**What the exercise asks:**
Every line in the records below that holds the word "fields" is to be copied.

**Exercise data:**
━━━━━━━━━━━━━━━━━━━━━━━━━━━━━━

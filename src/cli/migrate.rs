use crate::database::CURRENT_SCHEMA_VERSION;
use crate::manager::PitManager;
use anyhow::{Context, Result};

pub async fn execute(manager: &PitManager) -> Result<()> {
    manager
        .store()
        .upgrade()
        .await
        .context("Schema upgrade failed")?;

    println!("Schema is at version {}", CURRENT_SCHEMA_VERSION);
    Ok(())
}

━━━━━━━━━━━━━━━━━━━━━━━━━━━━━━

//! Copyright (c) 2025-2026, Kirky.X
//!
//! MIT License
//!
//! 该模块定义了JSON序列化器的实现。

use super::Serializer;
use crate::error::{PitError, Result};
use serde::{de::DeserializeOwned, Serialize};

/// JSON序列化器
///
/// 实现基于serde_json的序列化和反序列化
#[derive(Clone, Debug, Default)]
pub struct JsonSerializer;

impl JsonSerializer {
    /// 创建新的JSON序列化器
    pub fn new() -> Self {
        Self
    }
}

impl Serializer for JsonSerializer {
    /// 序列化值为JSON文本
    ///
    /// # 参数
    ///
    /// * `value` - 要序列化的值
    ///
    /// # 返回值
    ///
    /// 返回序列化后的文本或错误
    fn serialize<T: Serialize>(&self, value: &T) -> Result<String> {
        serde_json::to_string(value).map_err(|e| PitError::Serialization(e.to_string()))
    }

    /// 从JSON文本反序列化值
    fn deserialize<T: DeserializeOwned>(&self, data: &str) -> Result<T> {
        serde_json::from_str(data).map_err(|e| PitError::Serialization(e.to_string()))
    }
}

━━━━━━━━━━━━━━━━━━━━━━━━━━━━━━

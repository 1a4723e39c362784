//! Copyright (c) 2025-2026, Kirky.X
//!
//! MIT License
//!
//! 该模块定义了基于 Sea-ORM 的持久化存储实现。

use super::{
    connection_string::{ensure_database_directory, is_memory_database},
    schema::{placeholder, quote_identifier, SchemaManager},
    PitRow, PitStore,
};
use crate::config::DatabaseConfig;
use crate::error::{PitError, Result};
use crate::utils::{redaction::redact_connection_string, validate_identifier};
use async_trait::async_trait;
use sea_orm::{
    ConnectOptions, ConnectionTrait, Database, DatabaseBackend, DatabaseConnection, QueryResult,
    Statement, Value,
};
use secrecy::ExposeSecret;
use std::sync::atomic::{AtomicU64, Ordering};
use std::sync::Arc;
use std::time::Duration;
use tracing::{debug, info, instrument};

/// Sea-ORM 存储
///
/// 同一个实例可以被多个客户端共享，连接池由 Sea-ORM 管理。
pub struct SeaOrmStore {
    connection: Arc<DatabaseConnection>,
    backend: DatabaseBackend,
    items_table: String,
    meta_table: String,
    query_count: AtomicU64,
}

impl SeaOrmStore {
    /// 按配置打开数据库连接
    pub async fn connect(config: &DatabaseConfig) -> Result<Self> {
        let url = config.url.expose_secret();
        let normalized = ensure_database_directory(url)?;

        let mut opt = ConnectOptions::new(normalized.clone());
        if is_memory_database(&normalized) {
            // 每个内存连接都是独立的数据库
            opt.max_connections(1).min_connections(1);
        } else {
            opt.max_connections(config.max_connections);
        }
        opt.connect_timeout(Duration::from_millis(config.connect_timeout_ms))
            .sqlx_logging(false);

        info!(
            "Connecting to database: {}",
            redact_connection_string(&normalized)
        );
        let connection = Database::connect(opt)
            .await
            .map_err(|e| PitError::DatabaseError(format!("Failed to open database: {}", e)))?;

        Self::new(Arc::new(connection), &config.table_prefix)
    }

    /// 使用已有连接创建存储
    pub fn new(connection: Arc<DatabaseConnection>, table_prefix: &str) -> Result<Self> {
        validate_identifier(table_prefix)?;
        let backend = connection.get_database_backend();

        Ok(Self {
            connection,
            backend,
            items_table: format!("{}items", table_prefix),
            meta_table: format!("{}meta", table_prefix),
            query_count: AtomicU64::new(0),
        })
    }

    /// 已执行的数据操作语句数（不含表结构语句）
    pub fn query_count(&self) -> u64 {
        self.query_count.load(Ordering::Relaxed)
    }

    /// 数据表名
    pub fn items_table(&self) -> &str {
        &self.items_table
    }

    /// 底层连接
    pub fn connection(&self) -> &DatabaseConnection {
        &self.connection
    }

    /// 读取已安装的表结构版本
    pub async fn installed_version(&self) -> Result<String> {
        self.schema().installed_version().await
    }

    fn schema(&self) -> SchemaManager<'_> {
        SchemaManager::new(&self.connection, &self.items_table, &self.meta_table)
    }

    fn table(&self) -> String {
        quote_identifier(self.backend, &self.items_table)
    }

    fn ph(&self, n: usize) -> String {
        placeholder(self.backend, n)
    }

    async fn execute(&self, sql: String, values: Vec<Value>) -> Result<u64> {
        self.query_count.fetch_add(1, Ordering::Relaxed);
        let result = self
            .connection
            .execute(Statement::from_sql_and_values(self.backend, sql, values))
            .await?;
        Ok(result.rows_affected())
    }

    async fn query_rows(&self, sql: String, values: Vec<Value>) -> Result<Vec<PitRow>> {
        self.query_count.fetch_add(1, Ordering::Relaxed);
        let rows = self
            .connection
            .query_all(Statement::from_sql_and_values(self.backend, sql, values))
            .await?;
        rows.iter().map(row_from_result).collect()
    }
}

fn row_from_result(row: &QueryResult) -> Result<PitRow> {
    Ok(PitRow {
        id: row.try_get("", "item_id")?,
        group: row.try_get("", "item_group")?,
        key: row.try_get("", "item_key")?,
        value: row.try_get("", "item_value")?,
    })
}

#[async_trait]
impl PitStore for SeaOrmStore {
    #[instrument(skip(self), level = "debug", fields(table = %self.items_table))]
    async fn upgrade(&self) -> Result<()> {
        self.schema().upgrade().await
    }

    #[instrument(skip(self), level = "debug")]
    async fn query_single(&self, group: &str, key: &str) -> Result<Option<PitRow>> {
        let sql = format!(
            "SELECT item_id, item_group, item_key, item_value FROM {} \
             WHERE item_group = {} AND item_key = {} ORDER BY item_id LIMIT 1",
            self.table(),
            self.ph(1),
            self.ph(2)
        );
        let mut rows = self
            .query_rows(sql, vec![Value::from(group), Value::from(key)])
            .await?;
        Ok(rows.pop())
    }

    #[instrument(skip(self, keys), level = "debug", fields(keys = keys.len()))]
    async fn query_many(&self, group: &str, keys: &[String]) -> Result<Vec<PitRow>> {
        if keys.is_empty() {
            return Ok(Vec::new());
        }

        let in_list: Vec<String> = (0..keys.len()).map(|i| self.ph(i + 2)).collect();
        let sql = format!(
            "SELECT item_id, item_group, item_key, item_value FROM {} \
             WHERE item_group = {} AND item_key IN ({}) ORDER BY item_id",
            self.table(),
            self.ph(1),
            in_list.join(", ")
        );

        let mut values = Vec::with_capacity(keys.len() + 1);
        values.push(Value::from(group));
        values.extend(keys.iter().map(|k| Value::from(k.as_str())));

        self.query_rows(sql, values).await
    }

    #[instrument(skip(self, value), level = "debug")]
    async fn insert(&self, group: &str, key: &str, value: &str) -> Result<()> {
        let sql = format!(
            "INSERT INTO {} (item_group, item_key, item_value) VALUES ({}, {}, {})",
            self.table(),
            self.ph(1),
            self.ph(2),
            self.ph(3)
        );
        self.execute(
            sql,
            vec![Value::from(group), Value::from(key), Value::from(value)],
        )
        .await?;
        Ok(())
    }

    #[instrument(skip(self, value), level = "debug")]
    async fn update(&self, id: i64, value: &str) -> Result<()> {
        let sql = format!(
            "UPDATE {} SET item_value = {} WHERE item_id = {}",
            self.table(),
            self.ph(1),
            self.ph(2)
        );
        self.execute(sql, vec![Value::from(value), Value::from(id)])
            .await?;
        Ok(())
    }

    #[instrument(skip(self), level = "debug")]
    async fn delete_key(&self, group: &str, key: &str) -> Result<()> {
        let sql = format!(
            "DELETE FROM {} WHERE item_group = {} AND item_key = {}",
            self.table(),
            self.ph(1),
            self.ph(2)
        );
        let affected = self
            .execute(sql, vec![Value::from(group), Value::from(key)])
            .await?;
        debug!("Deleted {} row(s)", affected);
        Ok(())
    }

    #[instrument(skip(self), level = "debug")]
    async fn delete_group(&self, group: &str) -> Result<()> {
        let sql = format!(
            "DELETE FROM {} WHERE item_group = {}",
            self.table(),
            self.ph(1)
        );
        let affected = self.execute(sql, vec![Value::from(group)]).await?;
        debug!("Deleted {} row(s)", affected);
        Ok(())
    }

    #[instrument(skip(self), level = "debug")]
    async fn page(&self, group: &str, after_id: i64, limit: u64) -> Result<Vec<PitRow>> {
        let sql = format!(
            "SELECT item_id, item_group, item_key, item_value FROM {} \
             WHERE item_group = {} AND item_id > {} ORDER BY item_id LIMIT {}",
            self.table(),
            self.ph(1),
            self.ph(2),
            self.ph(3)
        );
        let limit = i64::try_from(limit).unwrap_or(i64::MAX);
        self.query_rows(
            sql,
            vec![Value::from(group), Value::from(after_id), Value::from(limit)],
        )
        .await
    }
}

━━━━━━━━━━━━━━━━━━━━━━━━━━━━━━

**Result for this exercise:**
    #[instrument(skip(self), level = "debug", fields(table = %self.items_table))]
    #[instrument(skip(self, keys), level = "debug", fields(keys = keys.len()))]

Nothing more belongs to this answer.